Fed Adds Coronavirus-Related Scenarios to Annual Bank Stress Tests

Jun 26, 2020Federal Regulation, News

As part of the Federal Reserve’s annual stress tests, it is also assessing large banks’ abilities to handle recession scenarios related to the COVID-19 pandemic. According to a press release announcing the results of its 2020 stress tests and additional analyses conducted in light of COVID-19, “in addition to its normal stress test, the Board conducted a sensitivity analysis to assess the resiliency of large banks under three hypothetical recessions, or downside scenarios, which could result from the coronavirus event. The scenarios included a V-shaped recession and recovery; a slower, U-shaped recession and recovery; and a W-shaped, double-dip recession.”
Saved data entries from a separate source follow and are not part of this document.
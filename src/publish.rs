use camino::{Utf8Path, Utf8PathBuf};
use tracing::{info, warn};

use crate::config::HarvestConfig;
use crate::dedup::{DedupGate, ExistenceIndex};
use crate::error::HarvestError;
use crate::identity::ProductId;
use crate::product::Product;
use crate::store::ProductStore;

#[derive(Debug, Clone)]
pub struct PublishRequest<'a> {
    pub id: &'a ProductId,
    pub descriptor_path: &'a Utf8Path,
    pub update_endpoint: &'a str,
    pub processed_queue: &'a str,
    pub product_dir: &'a Utf8Path,
}

pub trait ProductPublisher {
    fn publish(&self, request: &PublishRequest<'_>) -> Result<(), HarvestError>;
}

#[derive(Debug, Clone, PartialEq, Eq)]
pub enum PublishOutcome {
    Published,
    AlreadyExists,
}

pub fn ingest_product<P, I>(
    publisher: &P,
    index: &I,
    store: &ProductStore,
    product: &Product,
    config: &HarvestConfig,
) -> Result<PublishOutcome, HarvestError>
where
    P: ProductPublisher,
    I: ExistenceIndex,
{
    let update_endpoint = config.grq_update_url.as_deref().ok_or_else(|| {
        HarvestError::Publish(format!("{}: GRQ update URL not configured", product.id))
    })?;

    let product_dir: Utf8PathBuf = store.write_product(product)?;
    let partition = product
        .metadata
        .get("short_name")
        .and_then(serde_json::Value::as_str);
    if DedupGate::new(index).exists(&product.id, partition) {
        info!(id = %product.id, "product already exists, passing on publish");
        return Ok(PublishOutcome::AlreadyExists);
    }

    info!(id = %product.id, "product does not exist, publishing");
    let request = PublishRequest {
        id: &product.id,
        descriptor_path: &config.datasets_config,
        update_endpoint,
        processed_queue: &config.dataset_processed_queue,
        product_dir: &product_dir,
    };
    if let Err(err) = publisher.publish(&request) {
        warn!(id = %product.id, path = %product_dir, "publish failed, keeping product directory");
        return Err(HarvestError::Publish(format!("{}: {err}", product.id)));
    }
    store.remove_product(&product.id)?;
    Ok(PublishOutcome::Published)
}
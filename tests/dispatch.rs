use std::cell::RefCell;
use std::collections::BTreeMap;

use assert_matches::assert_matches;
use chrono::NaiveDate;
use serde_json::{Value, json};

use cmr_harvester::dispatch::{
    JobDispatcher, JobSpec, JobSubmission, default_tag_template, dispatch_all,
};
use cmr_harvester::domain::ShortName;
use cmr_harvester::error::HarvestError;

struct MockMozart {
    locations: BTreeMap<String, Value>,
    fail_on: Option<String>,
    submitted: RefCell<Vec<JobSubmission>>,
}

impl MockMozart {
    fn with_locations(names: &[&str]) -> Self {
        let locations = names
            .iter()
            .map(|name| {
                (
                    name.to_string(),
                    json!({
                        "type": "Polygon",
                        "coordinates": [[[-155.6, 19.2], [-155.0, 19.2], [-155.0, 19.7], [-155.6, 19.2]]]
                    }),
                )
            })
            .collect();
        Self {
            locations,
            fail_on: None,
            submitted: RefCell::new(Vec::new()),
        }
    }
}

impl JobDispatcher for MockMozart {
    fn resolve_locations(&self) -> Result<BTreeMap<String, Value>, HarvestError> {
        Ok(self.locations.clone())
    }

    fn submit(&self, job: &JobSubmission) -> Result<String, HarvestError> {
        if job.tags.iter().any(|tag| Some(tag.as_str()) == self.fail_on.as_deref()) {
            return Err(HarvestError::SubmissionStatus {
                status: 400,
                message: "bad job".to_string(),
            });
        }
        let mut submitted = self.submitted.borrow_mut();
        submitted.push(job.clone());
        Ok(format!("job-{}", submitted.len()))
    }
}

fn short_name() -> ShortName {
    "AST_09T".parse().unwrap()
}

fn spec() -> JobSpec {
    JobSpec::new(default_tag_template(
        NaiveDate::from_ymd_opt(2018, 6, 15).unwrap(),
    ))
}

#[test]
fn one_job_per_location() {
    let mozart = MockMozart::with_locations(&["kilauea", "etna"]);
    let submitted = dispatch_all(&mozart, &spec(), &short_name()).unwrap();

    assert_eq!(submitted.len(), 2);
    // locations are visited in name order
    assert_eq!(submitted[0].location_name, "etna");
    assert_eq!(submitted[0].job_id, "job-1");
    assert_eq!(
        submitted[1].tags,
        vec!["20180615automated-cmr-metadata-scrape-kilauea-AST_09T".to_string()]
    );

    let jobs = mozart.submitted.borrow();
    assert_eq!(jobs[0].job_type, "job-scrape_aoi:dev");
    assert_eq!(jobs[0].queue, "factotum-job_worker-small");
    assert_eq!(jobs[0].priority, 2);
    assert_eq!(jobs[0].params["short_name"], json!("AST_09T"));
    assert_eq!(jobs[0].params["location"]["type"], json!("Polygon"));
    assert_eq!(jobs[0].params["cmr_enviorment"], json!("PROD"));
}

#[test]
fn comma_separated_template_gives_several_tags() {
    let mozart = MockMozart::with_locations(&["etna"]);
    let mut spec = spec();
    spec.tag_template = "nightly,backfill".to_string();

    let submitted = dispatch_all(&mozart, &spec, &short_name()).unwrap();
    assert_eq!(
        submitted[0].tags,
        vec!["nightly".to_string(), "backfill-etna-AST_09T".to_string()]
    );
    assert_eq!(
        mozart.submitted.borrow()[0].query_pairs()[2],
        ("tags", r#"["nightly","backfill-etna-AST_09T"]"#.to_string())
    );
}

#[test]
fn no_locations_is_an_error() {
    let mozart = MockMozart::with_locations(&[]);
    let err = dispatch_all(&mozart, &spec(), &short_name()).unwrap_err();
    assert_matches!(err, HarvestError::AoiResolution(_));
    assert!(mozart.submitted.borrow().is_empty());
}

#[test]
fn submission_failure_stops_the_fan_out() {
    let mut mozart = MockMozart::with_locations(&["etna", "kilauea", "stromboli"]);
    mozart.fail_on = Some("20180615automated-cmr-metadata-scrape-kilauea-AST_09T".to_string());

    let err = dispatch_all(&mozart, &spec(), &short_name()).unwrap_err();
    assert_matches!(err, HarvestError::SubmissionStatus { status: 400, .. });
    assert_eq!(mozart.submitted.borrow().len(), 1);
}
use std::fmt;

use chrono::{DateTime, Utc};
use serde::{Deserialize, Serialize};

use crate::domain::{ShortName, format_compact_instant};

pub const SCHEMA_VERSION: &str = "v1.0";

#[derive(Debug, Clone, PartialEq, Eq, Hash, Serialize, Deserialize)]
#[serde(transparent)]
pub struct ProductId(String);

impl ProductId {
    pub fn as_str(&self) -> &str {
        &self.0
    }
}

impl fmt::Display for ProductId {
    fn fmt(&self, f: &mut fmt::Formatter<'_>) -> fmt::Result {
        write!(f, "{}", self.0)
    }
}

pub fn product_id(short_name: &ShortName, start: &DateTime<Utc>, end: &DateTime<Utc>) -> ProductId {
    ProductId(format!(
        "MET-{}-{}_{}-{}",
        short_name,
        format_compact_instant(start),
        format_compact_instant(end),
        SCHEMA_VERSION
    ))
}
use reqwest::StatusCode;
use reqwest::blocking::{Client, RequestBuilder, Response};
use reqwest::header::{HeaderMap, HeaderValue, USER_AGENT};
use serde::Deserialize;
use serde_json::Value;
use tracing::{debug, info};

use crate::error::HarvestError;
use crate::query::{GRANULE_SEARCH_PATH, GranuleQuery};

pub const HITS_HEADER: &str = "CMR-Hits";
pub const SCROLL_ID_HEADER: &str = "CMR-Scroll-Id";

#[derive(Debug, Clone, Default)]
pub struct CatalogPage {
    pub entries: Vec<Value>,
    pub hits: Option<u64>,
    pub scroll_id: Option<String>,
}

pub trait CatalogClient {
    fn search(&self, url: &str) -> Result<CatalogPage, HarvestError>;
    fn scroll(&self, scroll_id: &str) -> Result<CatalogPage, HarvestError>;
}

#[derive(Debug, Deserialize)]
struct FeedResponse {
    feed: Feed,
}

#[derive(Debug, Deserialize)]
struct Feed {
    entry: Vec<Value>,
}

#[derive(Clone)]
pub struct CmrHttpClient {
    client: Client,
    base_url: String,
}

impl CmrHttpClient {
    pub fn new(base_url: &str) -> Result<Self, HarvestError> {
        let mut headers = HeaderMap::new();
        headers.insert(
            USER_AGENT,
            HeaderValue::from_str(&format!("cmr-harvest/{}", env!("CARGO_PKG_VERSION")))
                .map_err(|err| HarvestError::HttpClient(err.to_string()))?,
        );
        // no timeout on catalog requests
        let client = Client::builder()
            .default_headers(headers)
            .timeout(Option::<std::time::Duration>::None)
            .build()
            .map_err(|err| HarvestError::HttpClient(err.to_string()))?;
        Ok(Self {
            client,
            base_url: base_url.trim_end_matches('/').to_string(),
        })
    }

    pub fn search_request(&self, url: &str) -> RequestBuilder {
        self.client.get(url)
    }

    pub fn scroll_request(&self, scroll_id: &str) -> RequestBuilder {
        self.client
            .get(format!("{}{GRANULE_SEARCH_PATH}", self.base_url))
            .header(SCROLL_ID_HEADER, scroll_id)
    }

    fn read_page(response: Response) -> Result<CatalogPage, HarvestError> {
        let status = response.status();
        let headers = response.headers().clone();
        let body = response
            .text()
            .map_err(|err| HarvestError::CatalogHttp(err.to_string()))?;
        page_from_parts(status, &headers, &body)
    }
}

impl CatalogClient for CmrHttpClient {
    fn search(&self, url: &str) -> Result<CatalogPage, HarvestError> {
        let response = self
            .search_request(url)
            .send()
            .map_err(|err| HarvestError::CatalogHttp(err.to_string()))?;
        Self::read_page(response)
    }

    fn scroll(&self, scroll_id: &str) -> Result<CatalogPage, HarvestError> {
        let response = self
            .scroll_request(scroll_id)
            .send()
            .map_err(|err| HarvestError::CatalogHttp(err.to_string()))?;
        Self::read_page(response)
    }
}

pub fn page_from_parts(
    status: StatusCode,
    headers: &HeaderMap,
    body: &str,
) -> Result<CatalogPage, HarvestError> {
    if !status.is_success() {
        return Err(HarvestError::CatalogStatus {
            status: status.as_u16(),
            message: body.to_string(),
        });
    }
    let hits = match header_str(headers, HITS_HEADER) {
        Some(value) => Some(value.trim().parse::<u64>().map_err(|_| {
            HarvestError::CatalogResponse(format!("invalid {HITS_HEADER} header {value:?}"))
        })?),
        None => None,
    };
    let scroll_id = header_str(headers, SCROLL_ID_HEADER).map(str::to_string);
    Ok(CatalogPage {
        entries: parse_feed(body)?,
        hits,
        scroll_id,
    })
}

fn header_str<'a>(headers: &'a HeaderMap, name: &str) -> Option<&'a str> {
    headers.get(name).and_then(|value| value.to_str().ok())
}

pub fn parse_feed(body: &str) -> Result<Vec<Value>, HarvestError> {
    let response: FeedResponse = serde_json::from_str(body)
        .map_err(|err| HarvestError::CatalogResponse(format!("granule feed: {err}")))?;
    Ok(response.feed.entry)
}

/// Pages needed beyond the first: `ceil(total / first_page) - 1`.
pub fn remaining_pages(total: u64, first_page: u64) -> u64 {
    if first_page == 0 {
        return 0;
    }
    total.div_ceil(first_page).saturating_sub(1)
}

/// Drains a scrolling granule search, all or nothing.
pub struct ScrollFetcher<'a, C: CatalogClient> {
    client: &'a C,
    catalog_url: &'a str,
}

impl<'a, C: CatalogClient> ScrollFetcher<'a, C> {
    pub fn new(client: &'a C, catalog_url: &'a str) -> Self {
        Self {
            client,
            catalog_url,
        }
    }

    pub fn fetch_all(&self, query: &GranuleQuery) -> Result<Vec<Value>, HarvestError> {
        let url = query.url(self.catalog_url);
        info!(%url, "querying CMR");

        let first = self.client.search(&url)?;
        let total = first.hits.ok_or_else(|| {
            HarvestError::CatalogResponse(format!("missing {HITS_HEADER} header"))
        })?;
        if total == 0 {
            info!("no granules returned");
            return Ok(Vec::new());
        }

        let mut entries = first.entries;
        let first_page = entries.len() as u64;
        let pages = remaining_pages(total, first_page);
        info!(total, first_page, pages = pages + 1, "granules matching query");

        if pages > 0 {
            let scroll_id = first.scroll_id.ok_or_else(|| {
                HarvestError::CatalogResponse(format!("missing {SCROLL_ID_HEADER} header"))
            })?;
            for page in 0..pages {
                let next = self.client.scroll(&scroll_id)?;
                debug!(page = page + 2, returned = next.entries.len(), "scroll page");
                entries.extend(next.entries);
            }
        }

        let actual = entries.len() as u64;
        info!(actual, "query returned granules");
        if actual != total {
            return Err(HarvestError::CountMismatch {
                expected: total,
                actual,
            });
        }
        Ok(entries)
    }
}
use std::cell::RefCell;
use std::fs;

use assert_matches::assert_matches;
use camino::Utf8PathBuf;
use serde_json::json;

use cmr_harvester::config::HarvestConfig;
use cmr_harvester::dedup::{DedupOutcome, ExistenceIndex};
use cmr_harvester::domain::ShortName;
use cmr_harvester::error::HarvestError;
use cmr_harvester::identity::ProductId;
use cmr_harvester::product::{Product, RawGranuleRecord};
use cmr_harvester::publish::{ProductPublisher, PublishOutcome, PublishRequest, ingest_product};
use cmr_harvester::store::ProductStore;

#[derive(Default)]
struct RecordingPublisher {
    fail: bool,
    requests: RefCell<Vec<(String, String, String)>>,
}

impl ProductPublisher for RecordingPublisher {
    fn publish(&self, request: &PublishRequest<'_>) -> Result<(), HarvestError> {
        // the product must be on disk while the ingester runs
        assert!(request.product_dir.join(format!("{}.met.json", request.id)).exists());
        self.requests.borrow_mut().push((
            request.id.to_string(),
            request.update_endpoint.to_string(),
            request.processed_queue.to_string(),
        ));
        if self.fail {
            return Err(HarvestError::SubmissionStatus {
                status: 500,
                message: "ingest crashed".to_string(),
            });
        }
        Ok(())
    }
}

struct FixedIndex(DedupOutcome);

impl ExistenceIndex for FixedIndex {
    fn lookup(&self, _id: &ProductId, _partition: &str) -> DedupOutcome {
        self.0.clone()
    }
}

fn product() -> Product {
    let record = RawGranuleRecord::from_value(json!({
        "id": "G42-LPDAAC_ECS",
        "time_start": "2019-06-15T12:30:00.000Z",
        "time_end": "2019-06-15T12:40:00.000Z",
        "polygons": [["-10.0 120.0 -10.0 121.0 -9.0 121.0 -10.0 120.0"]]
    }))
    .unwrap();
    let name: ShortName = "AST_09T".parse().unwrap();
    Product::from_record(record, &name).unwrap()
}

fn setup() -> (tempfile::TempDir, HarvestConfig, ProductStore) {
    let temp = tempfile::tempdir().unwrap();
    let root = Utf8PathBuf::from_path_buf(temp.path().to_path_buf()).unwrap();
    let config = HarvestConfig {
        grq_update_url: Some("http://grq.example.test:8868/api/v0.1/grq/dataset/index".to_string()),
        product_root: root.clone(),
        ..HarvestConfig::default()
    };
    (temp, config, ProductStore::new(root))
}

#[test]
fn published_product_is_removed_locally() {
    let (_temp, config, store) = setup();
    let publisher = RecordingPublisher::default();
    let product = product();

    let outcome = ingest_product(
        &publisher,
        &FixedIndex(DedupOutcome::NotFound),
        &store,
        &product,
        &config,
    )
    .unwrap();

    assert_eq!(outcome, PublishOutcome::Published);
    assert!(!store.product_exists(&product.id));
    let requests = publisher.requests.borrow();
    assert_eq!(requests.len(), 1);
    assert_eq!(requests[0].0, "MET-AST_09T-20190615T123000_20190615T124000-v1.0");
    assert_eq!(requests[0].2, "dataset_processed");
}

#[test]
fn failed_publish_keeps_the_directory() {
    let (_temp, config, store) = setup();
    let publisher = RecordingPublisher {
        fail: true,
        ..RecordingPublisher::default()
    };
    let product = product();

    let err = ingest_product(
        &publisher,
        &FixedIndex(DedupOutcome::NotFound),
        &store,
        &product,
        &config,
    )
    .unwrap_err();

    assert_matches!(err, HarvestError::Publish(ref message) if message.starts_with("MET-AST_09T-"));
    assert!(store.product_exists(&product.id));
    assert!(fs::metadata(store.dataset_path(&product.id)).is_ok());
}

#[test]
fn indexed_product_is_not_published() {
    let (_temp, config, store) = setup();
    let publisher = RecordingPublisher::default();

    let outcome = ingest_product(
        &publisher,
        &FixedIndex(DedupOutcome::Found(1)),
        &store,
        &product(),
        &config,
    )
    .unwrap();

    assert_eq!(outcome, PublishOutcome::AlreadyExists);
    assert!(publisher.requests.borrow().is_empty());
}

#[test]
fn unreachable_index_still_publishes() {
    let (_temp, config, store) = setup();
    let publisher = RecordingPublisher::default();

    let outcome = ingest_product(
        &publisher,
        &FixedIndex(DedupOutcome::QueryFailed("connection refused".to_string())),
        &store,
        &product(),
        &config,
    )
    .unwrap();

    assert_eq!(outcome, PublishOutcome::Published);
}

#[test]
fn missing_update_url_is_rejected_before_writing() {
    let (_temp, mut config, store) = setup();
    config.grq_update_url = None;
    let product = product();

    let err = ingest_product(
        &RecordingPublisher::default(),
        &FixedIndex(DedupOutcome::NotFound),
        &store,
        &product,
        &config,
    )
    .unwrap_err();

    assert_matches!(err, HarvestError::Publish(_));
    assert!(!store.product_exists(&product.id));
}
The ‘sensitivity analysis’ of banks’ resilience will help the Fed develop policies on stock buybacks, capital requirements, and dividends.

The analysis of worst-case scenarios “will help us judge whether banks would have enough capital if economic and financial conditions were to worsen,” said Randal Quarles, the Federal Reserve’s Vice Chair for Supervision, as reported by the Wall Street Journal. “We simply would not have been doing our jobs if we had just run the test using a scenario framed before the economy began to deteriorate.”

These results, and those from routine stress tests, were released June 25. The Fed will continue to use the original tests to form its capital-buffer requirements, but the sensitivity analysis will help to decide if banks can pay dividends or buy back their own stock.

“Should our assessment of the Covid event’s likely evolution change, of course, we will act expeditiously to resize the buffer or take other appropriate actions,” Quarles said.

Alternatively, many regulators in Europe have told banks to halt capital distributions. Quarles however, stated that he preferred a “more granular” way of determining if banks can buy their stock back, as “there aren’t as many folks in Europe who rely on dividend income for income as there are in the United States.”